#### EXTRACTED DATA

use crate::{FieldName, FieldValue};

/// A single named input in a survey step.
#[derive(Debug, Clone, PartialEq)]
pub struct Field {
    /// The name shared by the input (or by every option of a group).
    name: FieldName,

    /// The label shown next to the input.
    label: String,

    /// The kind of input (determines stored value and payload encoding).
    kind: FieldKind,

    /// Whether the input starts out required.
    required: bool,
}

impl Field {
    /// Create a required field.
    pub fn required(name: impl Into<FieldName>, label: impl Into<String>, kind: FieldKind) -> Self {
        Self {
            name: name.into(),
            label: label.into(),
            kind,
            required: true,
        }
    }

    /// Create an optional field.
    ///
    /// Optional free-text fields are sent as `null` when left empty.
    pub fn optional(name: impl Into<FieldName>, label: impl Into<String>, kind: FieldKind) -> Self {
        Self {
            required: false,
            ..Self::required(name, label, kind)
        }
    }

    /// Get the field name.
    pub fn name(&self) -> &FieldName {
        &self.name
    }

    /// Get the label text.
    pub fn label(&self) -> &str {
        &self.label
    }

    /// Get the field kind.
    pub fn kind(&self) -> &FieldKind {
        &self.kind
    }

    /// Whether the field is required when the form is first shown.
    pub fn is_required(&self) -> bool {
        self.required
    }
}

/// The kind of input, determining how its value is stored and submitted.
#[derive(Debug, Clone, PartialEq)]
pub enum FieldKind {
    /// Single-line text input.
    Input,

    /// Email input. Validated like text; format checks are left to the server.
    Email,

    /// Multi-line text area.
    Multiline,

    /// Numeric input. Kept as raw text, submitted as an integer.
    Int,

    /// Yes/no radio group whose option values are `"true"` and `"false"`.
    /// Submitted as a boolean.
    Confirm,

    /// Pick exactly one option (dropdown or radio group).
    OneOf(OneOfField),

    /// Check any number of options (checkbox group).
    AnyOf(AnyOfField),
}

impl FieldKind {
    /// The value an untouched input of this kind holds.
    pub fn empty_value(&self) -> FieldValue {
        match self {
            Self::Input | Self::Email | Self::Multiline | Self::Int => {
                FieldValue::Text(String::new())
            }
            Self::Confirm | Self::OneOf(_) => FieldValue::Choice(None),
            Self::AnyOf(_) => FieldValue::Checked(Vec::new()),
        }
    }

    /// Check if this is a free-text kind.
    pub fn is_text(&self) -> bool {
        matches!(self, Self::Input | Self::Email | Self::Multiline | Self::Int)
    }

    /// The selectable options, for group kinds.
    pub fn options(&self) -> &[String] {
        match self {
            Self::OneOf(one_of) => &one_of.options,
            Self::AnyOf(any_of) => &any_of.options,
            _ => &[],
        }
    }
}

/// How a [`OneOfField`] is presented.
#[derive(Debug, Clone, Copy, Default, PartialEq, Eq)]
pub enum ChoiceWidget {
    /// A dropdown with an empty placeholder entry.
    #[default]
    Dropdown,
    /// A radio group; required means one option must be checked.
    Radio,
}

/// Configuration for a pick-one field.
#[derive(Debug, Clone, PartialEq)]
pub struct OneOfField {
    /// The option values, in display order.
    pub options: Vec<String>,

    /// Dropdown or radio group.
    pub widget: ChoiceWidget,
}

impl OneOfField {
    /// Create a dropdown with the given options.
    pub fn dropdown<I, S>(options: I) -> Self
    where
        I: IntoIterator<Item = S>,
        S: Into<String>,
    {
        Self {
            options: options.into_iter().map(Into::into).collect(),
            widget: ChoiceWidget::Dropdown,
        }
    }

    /// Create a radio group with the given options.
    pub fn radio<I, S>(options: I) -> Self
    where
        I: IntoIterator<Item = S>,
        S: Into<String>,
    {
        Self {
            widget: ChoiceWidget::Radio,
            ..Self::dropdown(options)
        }
    }
}

/// Configuration for a checkbox group.
#[derive(Debug, Clone, PartialEq)]
pub struct AnyOfField {
    /// The option values, in display order.
    pub options: Vec<String>,
}

impl AnyOfField {
    /// Create a checkbox group with the given options.
    pub fn new<I, S>(options: I) -> Self
    where
        I: IntoIterator<Item = S>,
        S: Into<String>,
    {
        Self {
            options: options.into_iter().map(Into::into).collect(),
        }
    }
}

#### TASK STATEMENT
For each line above that contains "label", make a copy.

#### SOLUTION TO THE EXERCISE
    /// The label shown next to the input.
    label: String,
    pub fn required(name: impl Into<FieldName>, label: impl Into<String>, kind: FieldKind) -> Self {
            label: label.into(),
    pub fn optional(name: impl Into<FieldName>, label: impl Into<String>, kind: FieldKind) -> Self {
            ..Self::required(name, label, kind)
    /// Get the label text.
    pub fn label(&self) -> &str {
        &self.label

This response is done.